Homem vitorioso
Homem vitorioso, se você assim não se proclamasse, quem haveria de lhe reconhecer? Definitivamente, não era esta a imagem que tínhamos de você no instante que subiu pela porta traseira do ônibus e, um tanto desajeitadamente, começou a abrir espaço para poder chegar até a parte da frente. No momento em que passou por mim, eu não tive dúvida de que se tratava de um pobre bêbado e temi que fizesse alguma coisa inconveniente aos passageiros. Cheguei a essa conclusão muito rapidamente, pois olhei para você e vi um homem negro, velho, barbado, mal vestido, magricela, meio banguela e que mal conseguia falar direito. Assim, quando você chegou à frente do ônibus e se virou para nós eu temi pelo pior.

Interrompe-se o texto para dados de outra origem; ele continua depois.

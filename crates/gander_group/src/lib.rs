//! Column groups, table groups, and query-driven selection for Gander.
//!
//! This crate provides:
//! - [`Query`] - All entries, one key, or an ordered list of keys
//! - [`Registry`] - An insertion-ordered name to value map
//! - [`resolve`] - Query resolution with a combine step
//! - [`Grouper`] - Named column groups over named tables

#![warn(missing_docs)]
#![warn(clippy::all)]
#![warn(clippy::pedantic)]

pub mod grouper;
pub mod query;
pub mod registry;

pub use grouper::{Grouper, union_sorted};
pub use query::Query;
pub use registry::{Registry, resolve};
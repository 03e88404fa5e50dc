//! Integration tests for Table
//!
//! Tests construction, column assignment, selection, and concatenation.

use gander_foundation::{ErrorKind, Value};
use gander_table::{Column, Index, Table};

fn sample() -> Table {
    Table::from_columns([
        ("a", Column::from(vec![1i64, 2, 3])),
        ("b", Column::from(vec!["x", "y", "z"])),
    ])
    .unwrap()
}

// =============================================================================
// Construction
// =============================================================================

#[test]
fn from_columns_rejects_ragged_input() {
    let err = Table::from_columns([("a", vec![1i64, 2]), ("b", vec![1i64])]).unwrap_err();
    assert!(matches!(err.kind, ErrorKind::LengthMismatch { .. }));
}

#[test]
fn from_columns_rejects_duplicates() {
    let err = Table::from_columns([("a", vec![1i64]), ("a", vec![2i64])]).unwrap_err();
    assert!(matches!(err.kind, ErrorKind::DuplicateColumn(_)));
}

#[test]
fn custom_index_survives_column_assignment() {
    let mut t = sample()
        .with_index(Index::from_labels(["r1", "r2", "r3"]))
        .unwrap();
    t.set_column("c", vec![0i64, 0, 0]).unwrap();
    assert_eq!(t.index().get(2), Some(&Value::from("r3")));
    assert_eq!(t.row(1).unwrap().label(), Some(&Value::from("r2")));
}

// =============================================================================
// Column Assignment
// =============================================================================

#[test]
fn set_column_appends_then_replaces_in_place() {
    let mut t = sample();
    t.set_column("c", vec![true, false, true]).unwrap();
    assert_eq!(t.column_names(), ["a", "b", "c"]);
    t.set_column("a", vec![9i64, 9, 9]).unwrap();
    assert_eq!(t.column_names(), ["a", "b", "c"]);
    assert_eq!(t.get(0, "a"), Some(&Value::Int(9)));
}

#[test]
fn set_column_checks_length() {
    let mut t = sample();
    let err = t.set_column("c", vec![1i64]).unwrap_err();
    assert!(matches!(err.kind, ErrorKind::LengthMismatch { expected: 3, actual: 1, .. }));
    assert_eq!(t.width(), 2);
}

// =============================================================================
// Selection and Concatenation
// =============================================================================

#[test]
fn select_reorders_and_reports_missing() {
    let t = sample();
    let s = t.select(&["b", "a"]).unwrap();
    assert_eq!(s.column_names(), ["b", "a"]);
    assert_eq!(s.len(), 3);

    let err = t.select(&["a", "q", "r"]).unwrap_err();
    assert!(matches!(err.kind, ErrorKind::ColumnNotFound(ref m) if m == &["q", "r"]));
}

#[test]
fn concat_unions_columns_and_keeps_labels() {
    let top = sample().head(2);
    let bottom = Table::from_columns([("b", Column::from(vec!["w"])), ("c", Column::from(vec![1.5]))])
        .unwrap()
        .with_index(Index::from_labels([100i64]))
        .unwrap();
    let t = Table::concat([&top, &bottom]);

    assert_eq!(t.column_names(), ["a", "b", "c"]);
    assert_eq!(t.len(), 3);
    assert_eq!(
        t.index().iter().cloned().collect::<Vec<_>>(),
        vec![Value::Int(0), Value::Int(1), Value::Int(100)]
    );
    assert_eq!(t.get(2, "a"), Some(&Value::Nil));
    assert_eq!(t.get(0, "c"), Some(&Value::Nil));
    assert_eq!(t.get(2, "c"), Some(&Value::Float(1.5)));
}

#[test]
fn concat_of_nothing_is_empty() {
    let t = Table::concat(Vec::<&Table>::new());
    assert!(t.is_empty());
    assert_eq!(t.width(), 0);
}

#[test]
fn head_and_tail() {
    let t = sample();
    assert_eq!(t.head(1).get(0, "b"), Some(&Value::from("x")));
    assert_eq!(t.tail(1).get(0, "b"), Some(&Value::from("z")));
    assert_eq!(t.tail(10).len(), 3);
}
//! Named column groups over named tables.
//!
//! A [`Grouper`] holds two registries: column groups (a name for a list of
//! column names) and tables (for example `train`, `val`, `test`). A selection
//! resolves one query against each and returns the chosen columns of the
//! chosen tables stacked row-wise.
//!
//! ```
//! use gander_group::Grouper;
//! use gander_table::Table;
//!
//! let train = Table::from_columns([("a", vec![1i64]), ("y", vec![0i64])])?;
//! let test = Table::from_columns([("a", vec![2i64])])?;
//!
//! let grouper = Grouper::new()
//!     .with_column_group("x", ["a"])
//!     .with_table("train", train)
//!     .with_table("test", test);
//!
//! let x = grouper.select("x", ())?;
//! assert_eq!(x.column_names(), ["a"]);
//! assert_eq!(x.len(), 2);
//! # Ok::<(), gander_foundation::Error>(())
//! ```

use std::collections::BTreeSet;

use gander_foundation::Result;
use gander_table::Table;
use log::debug;

use crate::query::Query;
use crate::registry::{Registry, resolve};

/// Named column groups and named tables.
#[derive(Clone, Debug, Default)]
pub struct Grouper {
    column_groups: Registry<Vec<String>>,
    tables: Registry<Table>,
}

impl Grouper {
    /// Creates an empty grouper.
    #[must_use]
    pub fn new() -> Self {
        Self::default()
    }

    /// Builder method to register a column group.
    #[must_use]
    pub fn with_column_group<I, S>(mut self, name: impl Into<String>, columns: I) -> Self
    where
        I: IntoIterator<Item = S>,
        S: Into<String>,
    {
        self.add_column_group(name, columns);
        self
    }

    /// Builder method to register a table.
    #[must_use]
    pub fn with_table(mut self, name: impl Into<String>, table: Table) -> Self {
        self.add_table(name, table);
        self
    }

    /// Registers or replaces a column group.
    pub fn add_column_group<I, S>(&mut self, name: impl Into<String>, columns: I)
    where
        I: IntoIterator<Item = S>,
        S: Into<String>,
    {
        self.column_groups
            .insert(name, columns.into_iter().map(Into::into).collect());
    }

    /// Registers or replaces a table.
    pub fn add_table(&mut self, name: impl Into<String>, table: Table) {
        self.tables.insert(name, table);
    }

    /// Returns the column group registry.
    #[must_use]
    pub fn column_groups(&self) -> &Registry<Vec<String>> {
        &self.column_groups
    }

    /// Returns the table registry.
    #[must_use]
    pub fn tables(&self) -> &Registry<Table> {
        &self.tables
    }

    /// Resolves a column group query to column names.
    ///
    /// A single group is returned as declared; anything else is the sorted,
    /// de-duplicated union of the selected groups.
    ///
    /// # Errors
    ///
    /// Returns a key-not-found error for unknown group names.
    pub fn select_columns(&self, query: impl Into<Query>) -> Result<Vec<String>> {
        resolve(&self.column_groups, &query.into(), union_sorted)
    }

    /// Resolves a table query to one table, concatenating several row-wise.
    ///
    /// # Errors
    ///
    /// Returns a key-not-found error for unknown table names.
    pub fn select_tables(&self, query: impl Into<Query>) -> Result<Table> {
        resolve(&self.tables, &query.into(), |tables| Table::concat(tables))
    }

    /// Selects the columns of `column_group` from the rows of `table_group`.
    ///
    /// # Errors
    ///
    /// Returns a key-not-found error for unknown group or table names, and a
    /// column-not-found error when a selected column is absent from the
    /// combined table.
    pub fn select(
        &self,
        column_group: impl Into<Query>,
        table_group: impl Into<Query>,
    ) -> Result<Table> {
        let column_group = column_group.into();
        let table_group = table_group.into();
        let columns = self.select_columns(column_group.clone())?;
        let table = self.select_tables(table_group.clone())?;
        debug!(
            "select columns {column_group} ({} names) from tables {table_group} ({} rows)",
            columns.len(),
            table.len()
        );
        table.select(columns.as_slice())
    }
}

/// Sorted, de-duplicated union of column name lists.
#[must_use]
pub fn union_sorted(groups: Vec<&Vec<String>>) -> Vec<String> {
    groups
        .into_iter()
        .flatten()
        .cloned()
        .collect::<BTreeSet<_>>()
        .into_iter()
        .collect()
}
//! Error types for the Gander system.
//!
//! Uses `thiserror` for ergonomic error definition with rich context.

use std::fmt;

use thiserror::Error;

use crate::types::Type;
use crate::value::Value;

/// The main error type for Gander operations.
#[derive(Debug, Error)]
#[error("{kind}")]
pub struct Error {
    /// The kind of error that occurred.
    pub kind: ErrorKind,
    /// Optional context about where the error occurred.
    pub context: Option<ErrorContext>,
}

impl Error {
    /// Creates a new error with the given kind.
    #[must_use]
    pub fn new(kind: ErrorKind) -> Self {
        Self {
            kind,
            context: None,
        }
    }

    /// Adds context to this error.
    #[must_use]
    pub fn with_context(mut self, context: ErrorContext) -> Self {
        self.context = Some(context);
        self
    }

    /// Creates an error for a transform function that failed.
    ///
    /// Transform closures use this to signal a per-row failure.
    #[must_use]
    pub fn function_failed(function: impl Into<String>, message: impl Into<String>) -> Self {
        Self::new(ErrorKind::Function {
            function: function.into(),
            message: message.into(),
        })
    }

    /// Creates a missing columns error.
    #[must_use]
    pub fn missing_columns(
        function: impl Into<String>,
        missing: Vec<String>,
        available: Vec<String>,
    ) -> Self {
        Self::new(ErrorKind::MissingColumns {
            function: function.into(),
            missing,
            available,
        })
    }

    /// Creates a column conflict error.
    #[must_use]
    pub fn column_conflict(column: impl Into<String>) -> Self {
        Self::new(ErrorKind::ColumnConflict {
            column: column.into(),
        })
    }

    /// Creates a column not found error.
    #[must_use]
    pub fn column_not_found(columns: Vec<String>) -> Self {
        Self::new(ErrorKind::ColumnNotFound(columns))
    }

    /// Creates a key not found error.
    #[must_use]
    pub fn key_not_found(keys: Vec<String>) -> Self {
        Self::new(ErrorKind::KeyNotFound(keys))
    }

    /// Creates a type mismatch error.
    #[must_use]
    pub fn type_mismatch(expected: Type, actual: Type) -> Self {
        Self::new(ErrorKind::TypeMismatch { expected, actual })
    }

    /// Creates a length mismatch error.
    #[must_use]
    pub fn length_mismatch(column: impl Into<String>, expected: usize, actual: usize) -> Self {
        Self::new(ErrorKind::LengthMismatch {
            column: column.into(),
            expected,
            actual,
        })
    }

    /// Returns true if this error is a pre-execution validation failure.
    #[must_use]
    pub const fn is_validation(&self) -> bool {
        matches!(
            self.kind,
            ErrorKind::MissingColumns { .. }
                | ErrorKind::ColumnConflict { .. }
                | ErrorKind::DuplicateParameter { .. }
        )
    }

    /// Returns true if this error came from resolving a parameter value.
    #[must_use]
    pub const fn is_coercion(&self) -> bool {
        matches!(
            self.kind,
            ErrorKind::Configuration { .. } | ErrorKind::TypeCoercion { .. }
        )
    }
}

/// Categorized error kinds for pattern matching.
#[derive(Debug, Error)]
pub enum ErrorKind {
    /// Transform parameters that are not columns of the target table.
    #[error(
        "parameter(s) {missing:?} of `{function}` are not column names in the table; the columns are {available:?}"
    )]
    MissingColumns {
        /// The transform function name.
        function: String,
        /// Offending parameter names, in declared order.
        missing: Vec<String>,
        /// The table's columns at validation time.
        available: Vec<String>,
    },

    /// Output column already exists and overwriting is disabled.
    #[error("column `{column}` already exists and overwrite is disabled")]
    ColumnConflict {
        /// The conflicting column name.
        column: String,
    },

    /// A value failed to convert, strict mode is `default`, and the parameter has no default.
    #[error(
        "strict mode is `default` but parameter `{parameter}` of `{function}` has no default; the value {value:?} could not be converted to `{ty}`: {cause}"
    )]
    Configuration {
        /// The transform function name.
        function: String,
        /// The parameter name.
        parameter: String,
        /// The raw value that failed to convert.
        value: Value,
        /// The declared type.
        ty: Type,
        /// The underlying conversion error.
        #[source]
        cause: Box<Error>,
    },

    /// A value failed to convert under strict mode.
    #[error(
        "parameter `{parameter}` is declared as `{ty}` but the value {value:?} could not be converted: {cause}"
    )]
    TypeCoercion {
        /// The parameter name.
        parameter: String,
        /// The declared type.
        ty: Type,
        /// The raw value that failed to convert.
        value: Value,
        /// The underlying conversion error.
        #[source]
        cause: Box<Error>,
    },

    /// Type mismatch during a column operation.
    #[error("type mismatch: expected {expected}, got {actual}")]
    TypeMismatch {
        /// The expected type.
        expected: Type,
        /// The actual type encountered.
        actual: Type,
    },

    /// A raw conversion failure.
    #[error("cannot convert {value:?} to `{ty}`: {reason}")]
    Cast {
        /// The target type.
        ty: Type,
        /// The value that was converted.
        value: Value,
        /// Why the conversion failed.
        reason: String,
    },

    /// A transform declares the same parameter twice.
    #[error("parameter `{parameter}` is declared more than once by `{function}`")]
    DuplicateParameter {
        /// The transform function name.
        function: String,
        /// The repeated parameter name.
        parameter: String,
    },

    /// An option string that is not one of the accepted spellings.
    #[error("invalid option {value:?}; expected one of {expected}")]
    InvalidOption {
        /// The rejected input.
        value: String,
        /// The accepted spellings.
        expected: String,
    },

    /// A transform function reported a failure.
    #[error("`{function}` failed: {message}")]
    Function {
        /// The transform function name.
        function: String,
        /// Description of the failure.
        message: String,
    },

    /// Registry keys that were queried but not registered.
    #[error("key(s) not found: {0:?}")]
    KeyNotFound(Vec<String>),

    /// A query with an unsupported shape.
    #[error("invalid query: {0}; expected nil, a name, or a list of names")]
    InvalidQuery(String),

    /// Columns that were selected but do not exist.
    #[error("column(s) not found: {0:?}")]
    ColumnNotFound(Vec<String>),

    /// A table was built with the same column name twice.
    #[error("duplicate column: {0}")]
    DuplicateColumn(String),

    /// A column does not match the table's row count.
    #[error("column `{column}` has length {actual}, expected {expected}")]
    LengthMismatch {
        /// The column name.
        column: String,
        /// The table's row count.
        expected: usize,
        /// The column's length.
        actual: usize,
    },

    /// Division by zero.
    #[error("division by zero")]
    DivisionByZero,

    /// Internal error (should not happen).
    #[error("internal error: {0}")]
    Internal(String),
}

/// Context about where an error occurred.
#[derive(Debug, Clone, Default)]
pub struct ErrorContext {
    /// The transform function that was running.
    pub function: Option<String>,
    /// Row position being processed.
    pub row: Option<usize>,
}

impl ErrorContext {
    /// Creates a new empty context.
    #[must_use]
    pub fn new() -> Self {
        Self::default()
    }

    /// Sets the function name.
    #[must_use]
    pub fn with_function(mut self, function: impl Into<String>) -> Self {
        self.function = Some(function.into());
        self
    }

    /// Sets the row position.
    #[must_use]
    pub fn with_row(mut self, row: usize) -> Self {
        self.row = Some(row);
        self
    }
}

impl fmt::Display for ErrorContext {
    fn fmt(&self, f: &mut fmt::Formatter<'_>) -> fmt::Result {
        match (&self.function, self.row) {
            (Some(function), Some(row)) => write!(f, "in {function} at row {row}"),
            (Some(function), None) => write!(f, "in {function}"),
            (None, Some(row)) => write!(f, "at row {row}"),
            (None, None) => Ok(()),
        }
    }
}
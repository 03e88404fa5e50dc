//! Borrowed row views.

use gander_foundation::Value;

use crate::table::Table;

/// A view of one row of a [`Table`].
///
/// Rows are transient: they borrow the table and are materialized on demand.
#[derive(Clone, Copy, Debug)]
pub struct Row<'a> {
    table: &'a Table,
    position: usize,
}

impl<'a> Row<'a> {
    pub(crate) fn new(table: &'a Table, position: usize) -> Self {
        Self { table, position }
    }

    /// Returns the row's position in the table.
    #[must_use]
    pub fn position(&self) -> usize {
        self.position
    }

    /// Returns the row's index label.
    #[must_use]
    pub fn label(&self) -> Option<&'a Value> {
        self.table.index().get(self.position)
    }

    /// Gets the value of a named field.
    #[must_use]
    pub fn get(&self, name: &str) -> Option<&'a Value> {
        self.table.column(name).and_then(|c| c.get(self.position))
    }

    /// Returns the number of fields.
    #[must_use]
    pub fn len(&self) -> usize {
        self.table.width()
    }

    /// Returns true if the row has no fields.
    #[must_use]
    pub fn is_empty(&self) -> bool {
        self.table.width() == 0
    }

    /// Iterates `(name, value)` fields in column order.
    pub fn iter(self) -> impl Iterator<Item = (&'a str, &'a Value)> {
        let position = self.position;
        self.table
            .columns()
            .filter_map(move |(name, column)| column.get(position).map(|v| (name, v)))
    }
}
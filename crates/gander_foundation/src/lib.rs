//! Core values, declared types, and errors for Gander.
//!
//! This crate provides:
//! - [`Value`] - The dynamic cell value stored in every table column
//! - [`Type`] - Declared parameter types and the conversions they perform
//! - [`Converter`] - Named user-supplied conversions for custom declared types
//! - [`Error`] - Rich error types with context

#![warn(missing_docs)]
#![warn(clippy::all)]
#![warn(clippy::pedantic)]

pub mod error;
pub mod types;
pub mod value;

pub use error::{Error, ErrorContext, ErrorKind};
pub use types::{Converter, Type};
pub use value::Value;

/// Result type alias using the Gander error type.
pub type Result<T> = std::result::Result<T, Error>;
//! Row binding: turn one table row into an argument list and invoke a [`RowFn`].

use gander_foundation::{Error, ErrorContext, Result, Value};
use gander_table::Row;

use crate::coerce::{StrictMode, coerce};
use crate::function::RowFn;
use crate::param::Args;

/// Result of calling a row function on one row.
#[derive(Debug)]
pub enum RowOutcome {
    /// The function returned a value.
    Computed(Value),
    /// The function failed.
    Failed(Error),
}

impl RowOutcome {
    /// Returns true if the function failed.
    #[must_use]
    pub fn is_failed(&self) -> bool {
        matches!(self, Self::Failed(_))
    }

    /// Resolves to a value, substituting `fallback` for a failure when one is set.
    ///
    /// # Errors
    ///
    /// Returns the function's error when it failed and no fallback is set.
    pub fn resolve(self, fallback: Option<&Value>) -> Result<Value> {
        match (self, fallback) {
            (Self::Computed(value), _) => Ok(value),
            (Self::Failed(_), Some(fallback)) => Ok(fallback.clone()),
            (Self::Failed(e), None) => Err(e),
        }
    }
}

/// Builds the argument list for `row` in declared parameter order.
///
/// Row fields that no parameter names are ignored.
///
/// # Errors
///
/// Returns a coercion error from [`coerce`], or a function error when the row
/// lacks a declared parameter.
pub fn bind<'f>(func: &'f RowFn, row: Row<'_>, mode: StrictMode) -> Result<Args<'f>> {
    let mut values = Vec::with_capacity(func.params().len());
    for param in func.params() {
        let raw = row.get(&param.name).ok_or_else(|| {
            Error::function_failed(
                func.name(),
                format!("missing required argument `{}`", param.name),
            )
        })?;
        values.push(coerce(param, raw, mode, func.name())?);
    }
    Ok(Args::new(func.params(), values))
}

/// Binds and invokes `func` on `row`, reporting function failures as an outcome.
///
/// Coercion errors are returned as `Err` so that no fallback can mask them.
///
/// # Errors
///
/// Returns a coercion error raised while binding.
pub fn invoke(func: &RowFn, row: Row<'_>, mode: StrictMode) -> Result<RowOutcome> {
    let args = match bind(func, row, mode) {
        Ok(args) => args,
        Err(e) if e.is_coercion() => return Err(with_row(e, func, row)),
        Err(e) => return Ok(RowOutcome::Failed(with_row(e, func, row))),
    };
    Ok(match func.call(&args) {
        Ok(value) => RowOutcome::Computed(value),
        Err(e) => RowOutcome::Failed(with_row(e, func, row)),
    })
}

/// Binds `row` to `func`, invokes it, and applies the fallback.
///
/// # Errors
///
/// Returns coercion errors, and function errors when no fallback is set.
pub fn bind_and_invoke(
    func: &RowFn,
    row: Row<'_>,
    mode: StrictMode,
    fallback: Option<&Value>,
) -> Result<Value> {
    invoke(func, row, mode)?.resolve(fallback)
}

fn with_row(err: Error, func: &RowFn, row: Row<'_>) -> Error {
    if err.context.is_some() {
        return err;
    }
    err.with_context(
        ErrorContext::new()
            .with_function(func.name())
            .with_row(row.position()),
    )
}
//! Integration tests for column name normalization

use gander_table::{Table, dedupe_names, normalize_column_name};

#[test]
fn reference_label() {
    assert_eq!(normalize_column_name("  0123 aBc "), "_0123_abc");
}

#[test]
fn duplicates_get_suffixes() {
    assert_eq!(dedupe_names(["x", "x"]), ["x", "x_1"]);
}

#[test]
fn table_normalization_dedupes_collisions() {
    let mut t = Table::from_columns([
        ("Sales Total", vec![1i64]),
        ("sales_total", vec![2i64]),
        ("SALES  TOTAL!", vec![3i64]),
        ("2024 Q1", vec![4i64]),
    ])
    .unwrap();
    t.normalize_column_names().unwrap();
    assert_eq!(
        t.column_names(),
        ["sales_total", "sales_total_1", "sales_total_2", "_2024_q1"]
    );
    assert_eq!(t.get(0, "sales_total_2").and_then(|v| v.as_int()), Some(3));
}
//! Integration tests for strict modes applied through the row engine
//!
//! Every test transforms the same column holding an unconvertible value.

use gander_foundation::{ErrorKind, Type, Value};
use gander_table::Table;
use gander_transform::{Param, RowFn, RowTransformConfig, StrictMode, register_row_transform};

use crate::init_logging;

fn table() -> Table {
    Table::from_columns([("b", vec![Value::from("7"), Value::from("x"), Value::Nil])]).unwrap()
}

fn echo(param: Param) -> RowFn {
    RowFn::new("out", [param], |args| Ok(args.at(0).cloned().unwrap_or_default()))
}

fn run(param: Param, mode: StrictMode) -> Result<Vec<Value>, gander_foundation::Error> {
    let mut t = table();
    let config = RowTransformConfig::default().with_strict_mode(mode);
    register_row_transform(&mut t, &echo(param), &config)?;
    Ok(t.column("out").unwrap().to_vec())
}

#[test]
fn default_mode_substitutes_default() {
    init_logging();
    let out = run(Param::new("b").typed(Type::Int).with_default(9), StrictMode::Default).unwrap();
    assert_eq!(out, vec![Value::Int(7), Value::Int(9), Value::Int(9)]);
}

#[test]
fn default_mode_without_default_is_a_configuration_error() {
    init_logging();
    let err = run(Param::new("b").typed(Type::Int), StrictMode::Default).unwrap_err();
    match err.kind {
        ErrorKind::Configuration { function, parameter, value, ty, .. } => {
            assert_eq!(function, "out");
            assert_eq!(parameter, "b");
            assert_eq!(value, Value::from("x"));
            assert_eq!(ty, Type::Int);
        }
        other => panic!("unexpected error: {other:?}"),
    }
}

#[test]
fn strict_mode_fails_even_with_default() {
    init_logging();
    let err = run(Param::new("b").typed(Type::Int).with_default(9), StrictMode::Strict).unwrap_err();
    assert!(matches!(err.kind, ErrorKind::TypeCoercion { .. }));
    assert_eq!(err.context.and_then(|c| c.row), Some(1));
}

#[test]
fn lenient_mode_passes_raw_value() {
    init_logging();
    let out = run(Param::new("b").typed(Type::Int).with_default(9), StrictMode::Lenient).unwrap();
    assert_eq!(out, vec![Value::Int(7), Value::from("x"), Value::Int(9)]);
}

#[test]
fn absent_values_use_default_in_every_mode() {
    init_logging();
    for mode in [StrictMode::Strict, StrictMode::Lenient, StrictMode::Default] {
        let mut t = Table::from_columns([("b", vec![Value::Nil, Value::Float(f64::NAN)])]).unwrap();
        let f = echo(Param::new("b").typed(Type::Int).with_default(9));
        let config = RowTransformConfig::default().with_strict_mode(mode);
        register_row_transform(&mut t, &f, &config).unwrap();
        assert_eq!(t.column("out").unwrap().to_vec(), vec![Value::Int(9), Value::Int(9)]);
    }
}

#[test]
fn absent_without_default_reaches_the_function() {
    init_logging();
    let mut t = Table::from_columns([("b", vec![Value::Nil])]).unwrap();
    let f = RowFn::new("out", [Param::new("b").typed(Type::Int)], |args| {
        Ok(Value::Bool(args.get("b").is_some_and(Value::is_nil)))
    });
    register_row_transform(&mut t, &f, &RowTransformConfig::default()).unwrap();
    assert_eq!(t.get(0, "out"), Some(&Value::Bool(true)));
}

#[test]
fn untyped_parameters_are_not_coerced() {
    init_logging();
    let out = run(Param::new("b"), StrictMode::Strict).unwrap();
    assert_eq!(out, vec![Value::from("7"), Value::from("x"), Value::Nil]);
}

#[test]
fn strict_mode_from_config_strings() {
    let mode: StrictMode = "default".parse().unwrap();
    assert_eq!(RowTransformConfig::default().with_strict_mode(mode), RowTransformConfig::default());
}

Homem vitorioso, quando você se apresentou eu achei que não tivesse forças. Porque você ergueu a manga da camisa e mostrou um braço tão mirrado que só se via osso. E de início o seu discurso também parecia o de alguém que só tinha motivos para se lamuriar. Você dizia que as pessoas nem ao menos lhe dirigiam um sorriso e que o homem é sempre avaliado por aquilo que ele tem. Comecei a achar que você era mais forte do que parecia quando disse que nada disso tinha importância. “Deus me ama”, explicou. E falou do amor que esse Deus sente por você com tamanha convicção que deve ter tido cristão no ônibus corando de vergonha.
Homem vitorioso, criatura de aparência repugnante, que precisa pedir dinheiro para sobreviver, da sua boca eu só ouvi louvores. Você se declarou feliz, feliz como nós mesmos nunca fomos, e vitorioso, vitorioso como nós mesmos nunca nos sentimos. Era loucura que você se considerasse assim, mas não está escrito que esse mesmo Deus escolheu as coisas loucas deste mundo para confundir as sábias, as coisas fracas para confundir as fortes, as coisas vis, as desprezíveis e as que “não são” para aniquilar as que “são”? Devidamente confundidos e aniquilados, só nos restou catar moedinhas e lhe entregar, certos de que a sua salvação está bem mais próxima do que a nossa.